The availability of early-acting cytokines could allow the establishment of new approaches to chemical marrow purging. It was the aim of the present study to investigate the capability of recombinant human stem cell factor (SCF) in combination with other growth factors to support the in vitro growth of mafosfamide-treated progenitor cells such as mixed colony forming units (CFU-GEMM), erythroid burst forming units (BFU-E) and granulocyte-macrophage CFU (CFU-GM). When marrow cells were incubated (30 min, 37°C) with increasing doses of mafosfamide (30–120 m̈g/ml) a statistically significant (p ≤ .05), dose-dependent suppression of colony growth was observed. Addition of SCF (50 ng/ml) to marrow cultures stimulated with the standard mixture of growth factors (interleukin 3 or IL-3, granulocyte-macrophage colony stimulating factor or GM-CSF, and erythropoietin or Epo) significantly increased the mean (±SD) concentration of mafosfamide inducing 95% inhibition of CFU-GM (106 ± 17 versus 130 ± 29, p ≤ .0005), but not granulocyte/erythroid/macrophage/megakaryocyte CFU (CFU-GEMM) (85 ± 4 versus 90 ± 1, p ≤ .1) and BFU-E (90 ± 5 versus 92 ± 5, p ≤ .1).

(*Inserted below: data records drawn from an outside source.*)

#[cfg(test)]
mod tests {
    use super::*;
    use crate::menu::Icon;
    use parking_lot::Mutex;

    struct FixedWidths(Vec<f32>, f32);

    impl TabLayoutDelegate for FixedWidths {
        fn spacing_between_tabs(&self) -> Option<f32> {
            Some(self.1)
        }

        fn size_for_tab(&self, index: PageIndex) -> Option<Size> {
            self.0.get(index.item()).map(|&w| Size::new(w, 42.0))
        }
    }

    fn strip_with(titles: &[&str], start: usize) -> MenuStrip {
        let items = titles.iter().map(|&t| MenuItem::from(t)).collect();
        let mut strip = MenuStrip::new().with_data_source(Arc::new(StaticMenuSource::new(items, start)));
        strip.set_frame(Rect::new(0.0, 0.0, 300.0, 42.0));
        strip.reload();
        strip
    }

    #[test]
    fn test_reload_without_source_is_empty() {
        let mut strip = MenuStrip::new();
        strip.reload();
        assert_eq!(strip.count(), 0);
        assert!(strip.tiles().is_empty());
        assert!(strip.indicator_frame().is_none());
    }

    #[test]
    fn test_reload_seeds_once() {
        let mut strip = strip_with(&["A", "B", "C"], 2);
        assert_eq!(strip.highlighted_index(), Some(2));

        strip.select_item(0).unwrap();
        strip.reload();
        assert_eq!(strip.highlighted_index(), Some(0));
    }

    #[test]
    fn test_reload_clamps_highlight() {
        let mut strip = strip_with(&["A", "B", "C"], 2);
        strip.set_data_source(Some(Arc::new(StaticMenuSource::new(vec!["A".into()], 0))));
        strip.reload();
        assert_eq!(strip.highlighted_index(), Some(0));
    }

    #[test]
    fn test_select_emits_deselect_then_select() {
        let mut strip = strip_with(&["A", "B", "C"], 0);
        let events = Arc::new(Mutex::new(Vec::new()));

        let e = events.clone();
        strip.tab_deselected.connect(move |i| e.lock().push(format!("deselect {}", i.item())));
        let e = events.clone();
        strip.tab_selected.connect(move |i| e.lock().push(format!("select {}", i.item())));

        let change = strip.select_item(2).unwrap().unwrap();
        assert_eq!(change.previous, Some(PageIndex::new(0)));
        assert_eq!(change.current, PageIndex::new(2));
        assert_eq!(*events.lock(), vec!["deselect 0", "select 2"]);
    }

    #[test]
    fn test_select_current_is_noop() {
        let mut strip = strip_with(&["A", "B"], 1);
        let fired = Arc::new(Mutex::new(0));
        let f = fired.clone();
        strip.tab_selected.connect(move |_| *f.lock() += 1);

        assert_eq!(strip.select_item(1).unwrap(), None);
        assert_eq!(strip.handle_tap(1).unwrap(), None);
        assert_eq!(*fired.lock(), 0);
    }

    #[test]
    fn test_out_of_range_is_rejected() {
        let mut strip = strip_with(&["A", "B"], 0);
        assert!(strip.select_item(2).is_err());
        assert!(strip.handle_tap(7).is_err());
        assert!(strip.will_display_tab(2).is_err());
        assert_eq!(strip.highlighted_index(), Some(0));
    }

    #[test]
    fn test_tiles_changed_names_old_and_new() {
        let mut strip = strip_with(&["A", "B", "C"], 0);
        let changed = Arc::new(Mutex::new(Vec::new()));
        let c = changed.clone();
        strip.tiles_changed.connect(move |tiles| *c.lock() = tiles.clone());

        strip.handle_tap(1).unwrap();
        assert_eq!(*changed.lock(), vec![PageIndex::new(0), PageIndex::new(1)]);
    }

    #[test]
    fn test_will_display_tab() {
        let strip = strip_with(&["A", "B"], 0);
        let seen = Arc::new(Mutex::new(None));
        let s = seen.clone();
        strip.tab_will_display.connect(move |(item, index)| {
            *s.lock() = Some((item.title.clone(), index.item()));
        });

        strip.will_display_tab(1).unwrap();
        assert_eq!(*seen.lock(), Some((Some("B".to_string()), 1)));
    }

    #[test]
    fn test_delegate_geometry_centered() {
        let mut strip = strip_with(&["A", "B", "C"], 0);
        strip.set_layout_delegate(Some(Arc::new(FixedWidths(vec![40.0, 60.0, 30.0], 8.0))));

        assert_eq!(strip.geometry().leading_inset(), 77.0);
        assert_eq!(strip.tile(1).unwrap().frame, Rect::new(125.0, 0.0, 60.0, 42.0));
    }

    #[test]
    fn test_left_alignment() {
        let mut strip = strip_with(&["A", "B"], 0);
        strip.set_alignment(TabAlignment::Left);
        assert_eq!(strip.geometry().leading_inset(), 0.0);
        assert_eq!(strip.tile(0).unwrap().frame.left(), 0.0);
    }

    #[test]
    fn test_fallback_width_includes_icon() {
        let items = vec![
            MenuItem::new("Mail")
                .with_icon(Icon::new("mail"), Size::new(18.0, 18.0))
                .with_spacing(6.0),
        ];
        let measure = |text: &str, _: &Font| text.len() as f32 * 10.0;
        let mut strip = MenuStrip::new()
            .with_text_measure(Arc::new(measure))
            .with_data_source(Arc::new(StaticMenuSource::new(items, 0)));
        strip.set_frame(Rect::new(0.0, 0.0, 200.0, 42.0));
        strip.reload();

        let tile = strip.tile(0).unwrap();
        assert_eq!(tile.frame.width(), 64.0);
        assert_eq!(tile.icon_frame(), Some(Rect::new(0.0, 12.0, 18.0, 18.0)));
        assert_eq!(tile.label_frame().left(), 24.0);
    }

    #[test]
    fn test_tile_colors_and_indicator() {
        let strip = strip_with(&["A", "B"], 1);
        let style = strip.style();

        let selected = strip.tile(1).unwrap();
        assert!(selected.selected);
        assert_eq!(selected.label_color, style.selected_color);
        assert_eq!(selected.icon_tint, None);
        let bar = selected.indicator.unwrap();
        assert_eq!(bar.height(), 2.0);
        assert_eq!(bar.width(), selected.frame.width());
        assert_eq!(bar.bottom(), selected.frame.height());

        let other = strip.tile(0).unwrap();
        assert!(!other.selected);
        assert_eq!(other.label_color, style.deselected_color);
        assert!(other.indicator.is_none());

        let in_strip = strip.indicator_frame().unwrap();
        assert_eq!(in_strip.left(), selected.frame.left());
        assert_eq!(in_strip.bottom(), selected.frame.bottom());
    }

    #[test]
    fn test_hidden_indicator() {
        let mut strip = strip_with(&["A", "B"], 0);
        strip.set_has_indicator(false);
        assert!(strip.indicator_frame().is_none());
        assert!(strip.tile(0).unwrap().indicator.is_none());
    }

    #[test]
    fn test_color_change_keeps_geometry_and_selection() {
        let mut strip = strip_with(&["A", "B", "C"], 1);
        let before = strip.geometry().clone();

        let regions = strip.update_style(|s| s.selected_color = Color::BLACK);
        assert_eq!(regions, vec![LayoutRegion::MenuTiles]);
        assert_eq!(strip.geometry(), &before);
        assert_eq!(strip.highlighted_index(), Some(1));
        assert_eq!(strip.count(), 3);
    }

    #[test]
    fn test_batch_update_emits_once() {
        let mut strip = strip_with(&["A", "B"], 0);
        let passes = Arc::new(Mutex::new(0));
        let p = passes.clone();
        strip.tiles_changed.connect(move |_| *p.lock() += 1);

        strip.batch_update(|strip| {
            strip.set_font(Font::system(20.0));
            strip.set_alignment(TabAlignment::Left);
            strip.set_indicator_color(Color::WHITE);
        });
        assert_eq!(*passes.lock(), 1);
        assert_eq!(strip.geometry().leading_inset(), 0.0);
    }
}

SCF induces a dose-dependent, statistically significant enhancement of colony formation by CD34+, mafosfamide-treated cells. As shown by single colony transfer experiments, mafosfamide-resistant clones promoted by SCF have a significantly higher replating capacity as compared with mafosfamide-resistant clones grown without SCF. In conclusion, SCF-enhanced proliferation of mafosfamide-treated, CD34-enriched progenitor cells further confirm that SCF is an early-acting cytokine that preferentially stimulates the growth of immature hematopoietic progenitors. These data might have relevant implications not only in view of “hyper-purging strategies,” but also for the clinical management of patients undergoing autologous bone marrow transplant (ABMT).